● What the task asks
Take from the data every line in which the word "Duration" is found.

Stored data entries
────
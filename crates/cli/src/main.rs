use std::path::PathBuf;

use anyhow::Context;
use bookshelf_app::{app, Application};
use bookshelf_kernel::settings::Settings;
use clap::{Parser, Subcommand};

/// Bookshelf catalog service
#[derive(Debug, Parser)]
#[command(name = "bookshelf", version, about)]
struct Cli {
    /// Deployment environment (local, staging, production)
    #[arg(long, env = "BOOKSHELF_ENV", default_value = "local", global = true)]
    env: String,

    /// Directory holding base.toml and the per-environment overlays
    #[arg(long, env = "BOOKSHELF_CONFIG_DIR", default_value = "config", global = true)]
    config_dir: PathBuf,

    #[command(subcommand)]
    command: Option<Command>,
}

#[derive(Debug, Subcommand)]
enum Command {
    /// Apply migrations and serve HTTP until interrupted (default)
    Serve,
    /// Apply pending migrations and exit
    Migrate,
}

#[tokio::main]
async fn main() -> anyhow::Result<()> {
    // Allow missing `.env` files without failing.
    let _ = dotenvy::dotenv();
    let cli = Cli::parse();

    let settings = Settings::load_from(&cli.config_dir, &cli.env)
        .with_context(|| "failed to load bookshelf settings")?;
    bookshelf_telemetry::init(&settings.telemetry)?;

    match cli.command.unwrap_or(Command::Serve) {
        Command::Serve => {
            tracing::info!(env = ?settings.environment, "starting bookshelf server");
            let application = Application::bootstrap(settings).await?;
            application.serve(bookshelf_http::shutdown_signal()).await
        }
        Command::Migrate => {
            let applied = app::migrate(&settings).await?;
            println!("applied {applied} migration(s)");
            Ok(())
        }
    }
}
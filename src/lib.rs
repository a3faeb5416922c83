/*!
An interactive Mandelbrot explorer that iterates on the CPU.

The fractal field engine lives in this library: [`viewport`] maps a region of
the complex plane onto the pixel grid, [`field`] materialises the per-pixel
sample points, [`escape`] classifies each sample, and [`colour`] packs the
results into a pixel buffer. The binary owns the window and the `wgpu`
presentation glue, which only ever sees the finished buffer.
*/

pub mod colour;
pub mod command_encoder;
pub mod escape;
pub mod field;
pub mod params;
pub mod pixel;
pub mod screen;
pub mod var;
pub mod viewport;
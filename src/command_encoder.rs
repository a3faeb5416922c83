/// Record a command buffer with a closure instead of the encode/finish
/// two-step.
pub fn record(
    device: &wgpu::Device,
    descriptor: &wgpu::CommandEncoderDescriptor,
    function: impl FnOnce(&mut wgpu::CommandEncoder),
) -> wgpu::CommandBuffer {
    let mut command_encoder = device.create_command_encoder(descriptor);
    function(&mut command_encoder);
    command_encoder.finish()
}

pub trait CommandEncoderExt {
    fn with_render_pass<'pass, A>(
        &'pass mut self,
        descriptor: &wgpu::RenderPassDescriptor<'pass, '_>,
        function: impl FnOnce(&mut wgpu::RenderPass<'pass>) -> A,
    ) -> A;
}

impl CommandEncoderExt for wgpu::CommandEncoder {
    fn with_render_pass<'pass, A>(
        &'pass mut self,
        descriptor: &wgpu::RenderPassDescriptor<'pass, '_>,
        function: impl FnOnce(&mut wgpu::RenderPass<'pass>) -> A,
    ) -> A {
        let mut render_pass = self.begin_render_pass(descriptor);
        function(&mut render_pass)
    }
}
use std::marker::PhantomData;

use wgpu::util::DeviceExt;

/// A single typed uniform value living in a GPU buffer.
///
/// Casting in applications is error prone; you might create a buffer that's
/// "supposed to" contain an `A`, but nothing stops you writing something else
/// to it. Tying the buffer to its element type closes that hole.
pub struct Var<A> {
    buffer: wgpu::Buffer,
    phantom_data: PhantomData<A>,
}

impl<A: bytemuck::Pod + bytemuck::Zeroable> Var<A> {
    pub fn init(device: &wgpu::Device, label: &str, contents: A) -> Self {
        let buffer = device.create_buffer_init(&wgpu::util::BufferInitDescriptor {
            label: Some(label),
            contents: bytemuck::cast_slice(&[contents]),
            usage: wgpu::BufferUsages::UNIFORM | wgpu::BufferUsages::COPY_DST,
        });

        Var {
            buffer,
            phantom_data: PhantomData,
        }
    }

    pub fn write(&self, queue: &wgpu::Queue, contents: A) {
        queue.write_buffer(&self.buffer, 0, bytemuck::cast_slice(&[contents]));
    }

    pub fn binding_resource(&self) -> wgpu::BindingResource {
        wgpu::BindingResource::Buffer(wgpu::BufferBinding {
            buffer: &self.buffer,
            offset: 0,
            size: None,
        })
    }
}
use std::ops::Add;

use bytemuck::{Pod, Zeroable};

/// A point in the complex plane.
#[repr(C)]
#[derive(Pod, Zeroable, Clone, Copy, Debug, PartialEq)]
pub struct Complex {
    pub re: f64,
    pub im: f64,
}

impl Complex {
    pub const ZERO: Self = Complex { re: 0.0, im: 0.0 };

    pub fn new(re: f64, im: f64) -> Self {
        Complex { re, im }
    }

    pub fn squared(self) -> Self {
        Complex {
            re: self.re * self.re - self.im * self.im,
            im: 2.0 * self.re * self.im,
        }
    }

    /// Squared modulus. The escape test only compares magnitudes, so the
    /// square root is never taken.
    pub fn norm_sqr(self) -> f64 {
        self.re * self.re + self.im * self.im
    }
}

impl Add for Complex {
    type Output = Complex;

    fn add(self, rhs: Complex) -> Complex {
        Complex {
            re: self.re + rhs.re,
            im: self.im + rhs.im,
        }
    }
}
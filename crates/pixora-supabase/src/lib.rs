// SPDX-FileCopyrightText: 2026 Pixora Contributors
// SPDX-License-Identifier: MIT OR Apache-2.0

//! Supabase adapter for Pixora: session tokens via the auth API and
//! training archives and generated images via the storage API.

pub mod client;

use std::time::Duration;

use async_trait::async_trait;
use pixora_config::model::SupabaseConfig;
use pixora_core::types::{AdapterType, AuthUser, HealthStatus};
use pixora_core::{IdentityProvider, ObjectStorage, PixoraError, PluginAdapter};
use tracing::{debug, info};

use crate::client::SupabaseClient;

/// Implements both [`IdentityProvider`] and [`ObjectStorage`].
pub struct SupabaseAdapter {
    client: SupabaseClient,
}

impl SupabaseAdapter {
    pub fn new(config: &SupabaseConfig) -> Result<Self, PixoraError> {
        let url = config
            .url
            .as_deref()
            .filter(|u| !u.is_empty())
            .ok_or_else(|| PixoraError::Config("supabase.url is not set".into()))?;
        let key = config
            .service_role_key
            .as_deref()
            .filter(|k| !k.is_empty())
            .ok_or_else(|| PixoraError::Config("supabase.service_role_key is not set".into()))?;
        let client = SupabaseClient::new(url, key, Duration::from_secs(config.request_timeout_secs))?;
        info!(url, "Supabase adapter initialized");
        Ok(Self { client })
    }
}

#[async_trait]
impl PluginAdapter for SupabaseAdapter {
    fn name(&self) -> &str {
        "supabase"
    }

    fn version(&self) -> semver::Version {
        semver::Version::new(0, 1, 0)
    }

    fn adapter_type(&self) -> AdapterType {
        AdapterType::Identity
    }

    async fn health_check(&self) -> Result<HealthStatus, PixoraError> {
        Ok(HealthStatus::Healthy)
    }
}

#[async_trait]
impl IdentityProvider for SupabaseAdapter {
    async fn get_user(&self, access_token: &str) -> Result<Option<AuthUser>, PixoraError> {
        self.client.get_user(access_token).await
    }
}

#[async_trait]
impl ObjectStorage for SupabaseAdapter {
    async fn create_signed_url(
        &self,
        bucket: &str,
        path: &str,
        expires_in_secs: u64,
    ) -> Result<String, PixoraError> {
        self.client.create_signed_url(bucket, path, expires_in_secs).await
    }

    async fn upload(
        &self,
        bucket: &str,
        path: &str,
        bytes: Vec<u8>,
        content_type: &str,
    ) -> Result<(), PixoraError> {
        let len = bytes.len();
        self.client.upload(bucket, path, bytes, content_type).await?;
        debug!(bucket, path, len, "object uploaded");
        Ok(())
    }

    async fn remove(&self, bucket: &str, paths: &[String]) -> Result<(), PixoraError> {
        if paths.is_empty() {
            return Ok(());
        }
        self.client.remove(bucket, paths).await?;
        debug!(bucket, count = paths.len(), "objects removed");
        Ok(())
    }
}
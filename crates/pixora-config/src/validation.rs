// SPDX-FileCopyrightText: 2026 Pixora Contributors
// SPDX-License-Identifier: MIT OR Apache-2.0

//! Post-deserialization validation for configuration values.
//!
//! Checks constraints serde cannot express. All problems are collected;
//! validation never stops at the first one.

use base64::Engine;
use base64::engine::general_purpose::STANDARD;

use crate::diagnostic::ConfigError;
use crate::model::PixoraConfig;

/// Prefix every provider webhook signing secret carries.
pub const SIGNING_SECRET_PREFIX: &str = "whsec_";

/// Validate a deserialized configuration.
pub fn validate_config(config: &PixoraConfig) -> Result<(), Vec<ConfigError>> {
    let mut errors = Vec::new();

    let host = config.server.host.trim();
    if host.is_empty() {
        errors.push(ConfigError::validation("server.host must not be empty"));
    } else if host.parse::<std::net::IpAddr>().is_err()
        && !host
            .chars()
            .all(|c| c.is_ascii_alphanumeric() || c == '.' || c == '-')
    {
        errors.push(ConfigError::validation(format!(
            "server.host `{host}` is not a valid IP address or hostname"
        )));
    }

    match url::Url::parse(&config.server.site_url) {
        Ok(url) if matches!(url.scheme(), "http" | "https") => {}
        Ok(url) => errors.push(ConfigError::validation(format!(
            "server.site_url must use http or https, got `{}`",
            url.scheme()
        ))),
        Err(e) => errors.push(ConfigError::validation(format!(
            "server.site_url `{}` is not an absolute URL: {e}",
            config.server.site_url
        ))),
    }

    if config.storage.database_path.trim().is_empty() {
        errors.push(ConfigError::validation(
            "storage.database_path must not be empty",
        ));
    }

    if let Some(secret) = &config.webhook.signing_secret {
        match secret.strip_prefix(SIGNING_SECRET_PREFIX) {
            None => errors.push(ConfigError::validation(format!(
                "webhook.signing_secret must start with `{SIGNING_SECRET_PREFIX}`"
            ))),
            Some(key) if STANDARD.decode(key).is_err() => errors.push(ConfigError::validation(
                "webhook.signing_secret key after `whsec_` is not valid base64",
            )),
            Some(_) => {}
        }
    }

    if config.webhook.timestamp_tolerance_secs == 0 {
        errors.push(ConfigError::validation(
            "webhook.timestamp_tolerance_secs must be greater than 0",
        ));
    }

    let credits = &config.credits;
    if credits.training_cost <= 0 {
        errors.push(ConfigError::validation(format!(
            "credits.training_cost must be greater than 0, got {}",
            credits.training_cost
        )));
    }
    for (key, value) in [
        ("signup_grant", credits.signup_grant),
        ("schnell_per_image", credits.schnell_per_image),
        ("dev_per_image", credits.dev_per_image),
        ("custom_per_image", credits.custom_per_image),
    ] {
        if value < 0 {
            errors.push(ConfigError::validation(format!(
                "credits.{key} must be non-negative, got {value}"
            )));
        }
    }

    if errors.is_empty() {
        Ok(())
    } else {
        Err(errors)
    }
}
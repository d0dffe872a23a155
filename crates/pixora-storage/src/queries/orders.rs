// SPDX-FileCopyrightText: 2026 Pixora Contributors
// SPDX-License-Identifier: MIT OR Apache-2.0

//! Pending payment orders, remembered between create and capture.

use pixora_core::PixoraError;
use pixora_core::types::PendingOrder;
use rusqlite::{OptionalExtension, params};

use crate::database::{Database, map_tr_err};

pub async fn insert_order(db: &Database, order: &PendingOrder) -> Result<(), PixoraError> {
    let order = order.clone();
    db.connection()
        .call(move |conn| {
            conn.execute(
                "INSERT INTO orders (order_id, user_id, pack_id, status) VALUES (?1, ?2, ?3, ?4)",
                params![order.order_id, order.user_id, order.pack_id, order.status],
            )?;
            Ok(())
        })
        .await
        .map_err(map_tr_err)
}

pub async fn get_order(db: &Database, order_id: &str) -> Result<Option<PendingOrder>, PixoraError> {
    let order_id = order_id.to_string();
    db.connection()
        .call(move |conn| {
            conn.query_row(
                "SELECT order_id, user_id, pack_id, status, created_at
                 FROM orders WHERE order_id = ?1",
                params![order_id],
                |row| {
                    Ok(PendingOrder {
                        order_id: row.get(0)?,
                        user_id: row.get(1)?,
                        pack_id: row.get(2)?,
                        status: row.get(3)?,
                        created_at: row.get(4)?,
                    })
                },
            )
            .optional()
        })
        .await
        .map_err(map_tr_err)
}

pub async fn update_order_status(
    db: &Database,
    order_id: &str,
    status: &str,
) -> Result<(), PixoraError> {
    let order_id = order_id.to_string();
    let status = status.to_string();
    db.connection()
        .call(move |conn| {
            conn.execute(
                "UPDATE orders SET status = ?2 WHERE order_id = ?1",
                params![order_id, status],
            )?;
            Ok(())
        })
        .await
        .map_err(map_tr_err)
}

#[cfg(test)]
mod tests {
    use pixora_core::types::AuthUser;

    use super::*;
    use crate::queries::profiles;

    #[tokio::test]
    async fn order_lifecycle() {
        let db = Database::open_in_memory().await.unwrap();
        let user = AuthUser {
            id: "u1".into(),
            email: "u1@example.com".into(),
            display_name: None,
        };
        profiles::ensure_profile(&db, &user, 0).await.unwrap();

        let order = PendingOrder {
            order_id: "5O190127TN364715T".into(),
            user_id: "u1".into(),
            pack_id: "creator".into(),
            status: "CREATED".into(),
            created_at: String::new(),
        };
        insert_order(&db, &order).await.unwrap();
        update_order_status(&db, &order.order_id, "COMPLETED").await.unwrap();

        let stored = get_order(&db, &order.order_id).await.unwrap().unwrap();
        assert_eq!(stored.pack_id, "creator");
        assert_eq!(stored.status, "COMPLETED");
        assert!(!stored.created_at.is_empty());
        assert!(get_order(&db, "missing").await.unwrap().is_none());
    }
}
────
● Solved exercise
use std::time::Duration;
        let client = SupabaseClient::new(url, key, Duration::from_secs(config.request_timeout_secs))?;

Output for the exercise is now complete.